数年前、初投稿でいきなり有名なミステリーの大賞を受賞して以来、ベストセラーを連発している若手小説家。ここ最近の作品は、ドラマや映画の原作にもなっていたはずだ。
……もしかして、あの男が?
いやいや、そんな有名人があんなことをするはずがない。きっとニセモノに違いないと、封筒の中へ名刺を戻そうとした私の目に、名刺の裏側に書かれた文字が飛び込んできた。
『オネーサンの話、確かに買い取らせていただきました。よろしければ、他の話もぜひお聞かせいただきたく存じます』
少し癖のある字で綴られた文章と、そこに書き添えられた電話番号とメッセージアプリのIDに、私の酔いは完全に覚めていた。
ぼんやりと遠く霞んでいた記憶が、ふつりふつりと形を取り戻していく。そう、彼は確かに言っていた……「話を売ってくれないか」と。

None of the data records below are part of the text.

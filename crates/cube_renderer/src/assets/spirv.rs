//! SPIR-V bytecode loading
//!
//! A blob is accepted only if its first little-endian word is the SPIR-V
//! magic number; the rest is handed to the driver untouched.

use std::path::Path;

use super::{read_file, AssetError, AssetResult};

/// First word of every SPIR-V module
pub const SPIRV_MAGIC: u32 = 0x0723_0203;

/// Validated SPIR-V words
#[derive(Debug, Clone, PartialEq, Eq)]
pub struct SpirvCode {
    words: Vec<u32>,
}

impl SpirvCode {
    /// Check the magic number and repack the bytes as words
    pub fn from_bytes(bytes: &[u8]) -> AssetResult<Self> {
        let magic_bytes: [u8; 4] = bytes
            .get(..4)
            .and_then(|b| b.try_into().ok())
            .ok_or(AssetError::Truncated {
                expected: 4,
                actual: bytes.len(),
            })?;
        let found = u32::from_le_bytes(magic_bytes);
        if found != SPIRV_MAGIC {
            return Err(AssetError::BadSpirvMagic { found });
        }
        if bytes.len() % 4 != 0 {
            return Err(AssetError::Decode(format!(
                "SPIR-V length {} is not a multiple of 4",
                bytes.len()
            )));
        }

        let words = bytes
            .chunks_exact(4)
            .map(|w| u32::from_le_bytes([w[0], w[1], w[2], w[3]]))
            .collect();
        Ok(Self { words })
    }

    /// Read and validate a `.spv` file
    pub fn from_file(path: impl AsRef<Path>) -> AssetResult<Self> {
        let path = path.as_ref();
        log::debug!("[SHADER] Loading SPIR-V from {:?}", path);
        let bytes = read_file(path)?;
        let code = Self::from_bytes(&bytes)?;
        log::debug!("[SHADER] {:?}: {} words", path, code.words.len());
        Ok(code)
    }

    /// The module words, magic number included
    pub fn words(&self) -> &[u32] {
        &self.words
    }

    /// Size in bytes
    pub fn byte_len(&self) -> usize {
        self.words.len() * 4
    }
}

つまり、この諭吉さんも……支払った覚えのないバーの会計も、運転手が上機嫌になるほどお釣りが出たタクシー代も。全て彼が私の話を買い取った対価だったと?
あまりにも現実離れした現実に、鍵を取り出すのも忘れたまま、私は手の中の封筒を呆然と見つめていた。
突然、バッグの中のスマホが震えた……メッセージアプリの受信を報せる通知音に、慌ててスマホを取り出す。
てっきり友人からだと思っていた私の顔は、一瞬にして固まった。